In his scenario of a boss running at 21x the speed of the workers, why isn’t the whole team being run at the higher speed? Does anyone understand his reasoning here?
How fast you run these employees depends on the economics of your industry, I think the idea is that coordination failure is expensive. Thus if running bosses faster than workers avoids such failures it seems more justified running bosses faster than nearly any other kind of worker. The value of good management in a large company is much higher than the productivity boost any one low level worker could acheive. He touches this when he notes that it is vital the most competent people are as high up the chain as possible.
Sorry, I think I didn’t explain well enough why it doesn’t make sense to me, so let me try again. In his example there are 256 workers and 64 line bosses running at 1x, and a CEO running at 21x. Why not instead have 16 workers, 4 line bosses, 1 CEO, all running at 16x, which would do the same amount of work in the same amount of time? If we assume that 21x is the maximum feasible emulation speed, it doesn’t seem plausible that slowing down the workers to 1x saves enough money (compared to running them at 16x) to make up for increasing the memory requirement by 16 times.
Theoretically you’d be running each of the 256 workers at 1,000,000x speed already. The boss goes into 21,000,000x speed, but has to pay a non-linear cost for that so you can only have one person at that speed. It would require a very particular price/speed discrimination structure to make that viable though.
The other option is that you’re in a job that needs 256 different skill sets and we haven’t learned how to swap out parts of people’s personality yet. Eg, you’re translating a book into 256 languages and each person only knows 1 language.
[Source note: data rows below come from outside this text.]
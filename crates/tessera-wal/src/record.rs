//! Wire record format.

use crate::constants::*;
use bytes::{Buf, BufMut, Bytes, BytesMut};
use tessera_common::{Lsn, Result, StmtType, TesseraError};
use tessera_stmt::msgpack::{self, MpType};

/// One DML request as written to the log.
///
/// Record format:
/// - header (16 bytes):
///   - lsn: 8 bytes
///   - request type: 1 byte
///   - reserved: 3 bytes
///   - body_len: 4 bytes
/// - body: MessagePack map keyed by request keys
/// - checksum: 4 bytes (CRC32 of header + body)
///
/// Byte fields hold exactly one encoded MessagePack value each.
#[derive(Debug, Clone, PartialEq)]
pub struct WireRecord {
    pub stmt_type: StmtType,
    pub lsn: Lsn,
    pub space_id: Option<u32>,
    pub index_id: Option<u32>,
    pub key: Option<Bytes>,
    pub tuple: Option<Bytes>,
    pub ops: Option<Bytes>,
    /// Encoded `{META_FLAGS: flags}` map.
    pub tuple_meta: Option<Bytes>,
}

impl WireRecord {
    pub fn new(stmt_type: StmtType, lsn: Lsn) -> Self {
        Self {
            stmt_type,
            lsn,
            space_id: None,
            index_id: None,
            key: None,
            tuple: None,
            ops: None,
            tuple_meta: None,
        }
    }

    fn body_fields(&self) -> [(u8, Option<&Bytes>); 4] {
        [
            (KEY_KEY, self.key.as_ref()),
            (KEY_TUPLE, self.tuple.as_ref()),
            (KEY_OPS, self.ops.as_ref()),
            (KEY_TUPLE_META, self.tuple_meta.as_ref()),
        ]
    }

    fn encode_body(&self) -> Result<Vec<u8>> {
        let ids = [(KEY_SPACE_ID, self.space_id), (KEY_INDEX_ID, self.index_id)];
        let fields = self.body_fields();
        let count = ids.iter().filter(|(_, v)| v.is_some()).count()
            + fields.iter().filter(|(_, v)| v.is_some()).count();

        let mut body = Vec::new();
        rmp::encode::write_map_len(&mut body, count as u32)?;
        for (key, value) in ids {
            if let Some(value) = value {
                rmp::encode::write_uint(&mut body, u64::from(key))?;
                rmp::encode::write_uint(&mut body, u64::from(value))?;
            }
        }
        for (key, value) in fields {
            if let Some(value) = value {
                rmp::encode::write_uint(&mut body, u64::from(key))?;
                body.extend_from_slice(value);
            }
        }
        Ok(body)
    }

    /// Serializes this record to bytes.
    pub fn serialize(&self) -> Result<Bytes> {
        let body = self.encode_body()?;
        if body.len() > MAX_BODY_SIZE {
            return Err(TesseraError::InvalidRecord(format!(
                "body too large: {}",
                body.len()
            )));
        }
        let mut buf = BytesMut::with_capacity(HEADER_SIZE + body.len() + CHECKSUM_SIZE);

        // Write header
        buf.put_i64_le(self.lsn);
        buf.put_u8(self.stmt_type as u8);
        buf.put_bytes(0, 3);
        buf.put_u32_le(body.len() as u32);

        // Write body
        buf.put_slice(&body);

        // Compute and write checksum
        let checksum = crc32fast::hash(&buf);
        buf.put_u32_le(checksum);

        Ok(buf.freeze())
    }

    /// Deserializes a record from bytes.
    pub fn deserialize(data: &[u8]) -> Result<Self> {
        if data.len() < HEADER_SIZE + CHECKSUM_SIZE {
            return Err(TesseraError::WalCorrupted {
                lsn: 0,
                reason: "record too short".to_string(),
            });
        }

        // Read header
        let mut header = &data[..HEADER_SIZE];
        let lsn = header.get_i64_le();
        debug_assert_eq!(HEADER_SIZE - header.len(), OFF_REQUEST_TYPE);
        let type_byte = header.get_u8();
        header.advance(OFF_BODY_LEN - OFF_REQUEST_TYPE - 1);
        let body_len = header.get_u32_le() as usize;

        if body_len > MAX_BODY_SIZE {
            return Err(TesseraError::WalCorrupted {
                lsn,
                reason: format!("body too large: {}", body_len),
            });
        }
        if data.len() < HEADER_SIZE + body_len + CHECKSUM_SIZE {
            return Err(TesseraError::WalCorrupted {
                lsn,
                reason: "truncated record".to_string(),
            });
        }

        // Verify checksum
        let framed = &data[..HEADER_SIZE + body_len];
        let stored_checksum = (&data[HEADER_SIZE + body_len..]).get_u32_le();
        let computed_checksum = crc32fast::hash(framed);
        if stored_checksum != computed_checksum {
            return Err(TesseraError::WalCorrupted {
                lsn,
                reason: format!(
                    "checksum mismatch: stored={}, computed={}",
                    stored_checksum, computed_checksum
                ),
            });
        }

        let stmt_type = StmtType::try_from(type_byte).map_err(|e| at_lsn(lsn, e))?;
        let mut record = Self::new(stmt_type, lsn);
        record
            .decode_body(&data[HEADER_SIZE..HEADER_SIZE + body_len])
            .map_err(|e| at_lsn(lsn, e))?;
        Ok(record)
    }

    fn decode_body(&mut self, body: &[u8]) -> Result<()> {
        let mut cursor = body;
        let count = msgpack::decode_map_len(&mut cursor)?;
        for _ in 0..count {
            if msgpack::peek_type(cursor)? != MpType::Uint {
                return Err(TesseraError::InvalidRecord(
                    "request key must be unsigned".to_string(),
                ));
            }
            let key = msgpack::decode_uint(&mut cursor)?;
            let span = msgpack::value_span(cursor)?;
            let value = Bytes::copy_from_slice(&cursor[..span]);
            match u8::try_from(key) {
                Ok(KEY_SPACE_ID) => self.space_id = Some(decode_id(&value)?),
                Ok(KEY_INDEX_ID) => self.index_id = Some(decode_id(&value)?),
                Ok(KEY_KEY) => self.key = Some(value),
                Ok(KEY_TUPLE) => self.tuple = Some(value),
                Ok(KEY_OPS) => self.ops = Some(value),
                Ok(KEY_TUPLE_META) => self.tuple_meta = Some(value),
                _ => {}
            }
            cursor = &cursor[span..];
        }
        if !cursor.is_empty() {
            return Err(TesseraError::InvalidRecord(
                "junk after request body".to_string(),
            ));
        }
        Ok(())
    }

    /// Returns the total size of this record once serialized.
    pub fn size_on_disk(&self) -> Result<usize> {
        Ok(HEADER_SIZE + self.encode_body()?.len() + CHECKSUM_SIZE)
    }
}

fn decode_id(mut value: &[u8]) -> Result<u32> {
    let id = msgpack::decode_uint(&mut value)?;
    u32::try_from(id).map_err(|_| TesseraError::InvalidRecord(format!("id out of range: {}", id)))
}

/// Prefixes record-level errors with the offending LSN.
fn at_lsn(lsn: Lsn, err: TesseraError) -> TesseraError {
    match err {
        TesseraError::InvalidRecord(reason) => {
            TesseraError::InvalidRecord(format!("lsn {}: {}", lsn, reason))
        }
        other => other,
    }
}
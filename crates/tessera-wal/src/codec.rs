//! Statement <-> wire record mapping.
//!
//! Primary index records carry full tuples (or keys for DELETE) plus the
//! space id. Secondary index records carry only the extracted key, as a
//! tuple for INSERT/REPLACE and as a key for DELETE.

use crate::constants::{KEY_KEY, KEY_OPS, KEY_TUPLE, META_FLAGS};
use crate::record::WireRecord;
use bytes::Bytes;
use std::sync::Arc;
use tessera_common::{Result, StmtFlags, StmtType, TesseraError};
use tessera_stmt::key::extract_key_into;
use tessera_stmt::msgpack;
use tessera_stmt::{ExecContext, KeyDef, Stmt, TupleFormat};
use tracing::{debug, warn};

/// Encodes the persistent flags of `stmt`, or nothing if none survive.
fn encode_meta(stmt: &Stmt, is_primary: bool) -> Result<Option<Bytes>> {
    let flags = stmt.flags().persistent(is_primary);
    if flags.is_empty() {
        return Ok(None);
    }
    let mut buf = Vec::new();
    rmp::encode::write_map_len(&mut buf, 1)?;
    rmp::encode::write_uint(&mut buf, u64::from(META_FLAGS))?;
    rmp::encode::write_uint(&mut buf, u64::from(flags.0))?;
    Ok(Some(Bytes::from(buf)))
}

/// Applies a tuple metadata map; unknown keys are skipped.
fn decode_meta(stmt: &mut Stmt, mut meta: &[u8]) -> Result<()> {
    let count = msgpack::decode_map_len(&mut meta)?;
    for _ in 0..count {
        let key = msgpack::decode_uint(&mut meta)?;
        if key == u64::from(META_FLAGS) {
            let flags = msgpack::decode_uint(&mut meta)?;
            let flags = u8::try_from(flags).map_err(|_| {
                TesseraError::InvalidRecord(format!("flags out of range: {}", flags))
            })?;
            stmt.set_flags(StmtFlags(flags))?;
        } else {
            msgpack::skip(&mut meta)?;
        }
    }
    Ok(())
}

/// Payload of `stmt` as a key: as-is for key statements, extracted otherwise.
fn key_bytes(stmt: &Stmt, key_def: &KeyDef, multikey_idx: Option<u32>) -> Result<Bytes> {
    if stmt.is_key() {
        return Ok(Bytes::copy_from_slice(stmt.view().data()));
    }
    let mut buf = Vec::new();
    extract_key_into(&mut buf, stmt, key_def, multikey_idx)?;
    Ok(Bytes::from(buf))
}

/// Encodes a statement of the primary index of space `space_id`.
pub fn encode_primary(stmt: &Stmt, key_def: &KeyDef, space_id: u32) -> Result<WireRecord> {
    let view = stmt.view();
    let mut record = WireRecord::new(view.stmt_type(), view.lsn());
    record.space_id = Some(space_id);
    match view.stmt_type() {
        StmtType::Delete => record.key = Some(key_bytes(stmt, key_def, None)?),
        StmtType::Insert | StmtType::Replace => {
            record.tuple = Some(Bytes::copy_from_slice(view.data()));
        }
        StmtType::Upsert => {
            let ops = view.upsert_ops();
            if msgpack::value_span(ops)? != ops.len() {
                return Err(TesseraError::InvalidRecord(
                    "upsert operations must be a single array".to_string(),
                ));
            }
            record.tuple = Some(Bytes::copy_from_slice(view.upsert_data()));
            record.ops = Some(Bytes::copy_from_slice(ops));
        }
        StmtType::Unset => {
            return Err(TesseraError::InvalidRecord(
                "cannot encode a statement without a request type".to_string(),
            ))
        }
    }
    record.tuple_meta = encode_meta(stmt, true)?;
    Ok(record)
}

/// Encodes a statement of a secondary index ordered by `cmp_def`.
pub fn encode_secondary(stmt: &Stmt, cmp_def: &KeyDef, multikey_idx: Option<u32>) -> Result<WireRecord> {
    let view = stmt.view();
    let mut record = WireRecord::new(view.stmt_type(), view.lsn());
    match view.stmt_type() {
        StmtType::Insert | StmtType::Replace => {
            record.tuple = Some(key_bytes(stmt, cmp_def, multikey_idx)?);
        }
        StmtType::Delete => record.key = Some(key_bytes(stmt, cmp_def, multikey_idx)?),
        other => {
            return Err(TesseraError::InvalidRecord(format!(
                "{} statements are not stored in secondary indexes",
                other
            )))
        }
    }
    record.tuple_meta = encode_meta(stmt, false)?;
    Ok(record)
}

fn required<'a>(record: &'a WireRecord, field: &'a Option<Bytes>, key: u8) -> Result<&'a [u8]> {
    field.as_deref().ok_or_else(|| {
        TesseraError::InvalidRecord(format!(
            "lsn {}: {} request is missing key 0x{:02x}",
            record.lsn, record.stmt_type, key
        ))
    })
}

/// Rebuilds a statement from `record`.
///
/// DELETE statements are always built with `key_format`; others with
/// `format`. The LSN and persisted flags are restored. Failures to build
/// the statement are reported as [`TesseraError::StmtDecode`] carrying the
/// record's LSN.
pub fn decode(
    ctx: &mut ExecContext<'_>,
    record: &WireRecord,
    format: &Arc<TupleFormat>,
    key_format: &Arc<TupleFormat>,
) -> Result<Stmt> {
    if record.stmt_type == StmtType::Unset {
        warn!(lsn = record.lsn, "cannot decode statement");
        return Err(TesseraError::InvalidRecord(format!(
            "Can't decode statement: unknown request type {}",
            record.stmt_type as u8
        )));
    }
    let (stmt_format, data, ops) = match record.stmt_type {
        StmtType::Delete => (key_format, required(record, &record.key, KEY_KEY)?, None),
        StmtType::Upsert => (
            format,
            required(record, &record.tuple, KEY_TUPLE)?,
            Some(required(record, &record.ops, KEY_OPS)?),
        ),
        _ => (format, required(record, &record.tuple, KEY_TUPLE)?, None),
    };
    let stmt = build(ctx, record, stmt_format, data, ops).map_err(|e| {
        warn!(lsn = record.lsn, error = %e, "cannot decode statement");
        TesseraError::StmtDecode {
            lsn: record.lsn,
            source: Box::new(e),
        }
    })?;
    debug!(lsn = record.lsn, stmt_type = %record.stmt_type, "statement decoded");
    Ok(stmt)
}

fn build(
    ctx: &mut ExecContext<'_>,
    record: &WireRecord,
    format: &Arc<TupleFormat>,
    data: &[u8],
    ops: Option<&[u8]>,
) -> Result<Stmt> {
    let mut stmt = match ops {
        Some(ops) => Stmt::new_upsert(ctx, format, data, &[ops])?,
        None => Stmt::new_with_ops(ctx, format, data, &[], record.stmt_type)?,
    };
    if let Some(meta) = &record.tuple_meta {
        decode_meta(&mut stmt, meta)?;
    }
    stmt.set_lsn(record.lsn)?;
    Ok(stmt)
}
Although neither scenario strikes me as particularly likely.
In his example there are 256 workers and 64 line bosses running at 1x, and a CEO running at 21x. Why not instead have 16 workers, 4 line bosses, 1 CEO, all running at 16x, which would do the same amount of work in the same amount of time?
Evidence suggests that coordination is hard.
That 16 workers running at 16x overseen by 4 line bosses and 1 CEO will suffer more coordination failure that can be avoided by running 256 workers at 1x with one CEO running at 21x, seems plausible and even likely if you assume these are human-like minds.
That 16 workers running at 16x overseen by 4 line bosses and 1 CEO will suffer more coordination failure that can be avoided by running 256 workers at 1x with one CEO running at 21x, seems plausible and even likely if you assume these are human-like minds.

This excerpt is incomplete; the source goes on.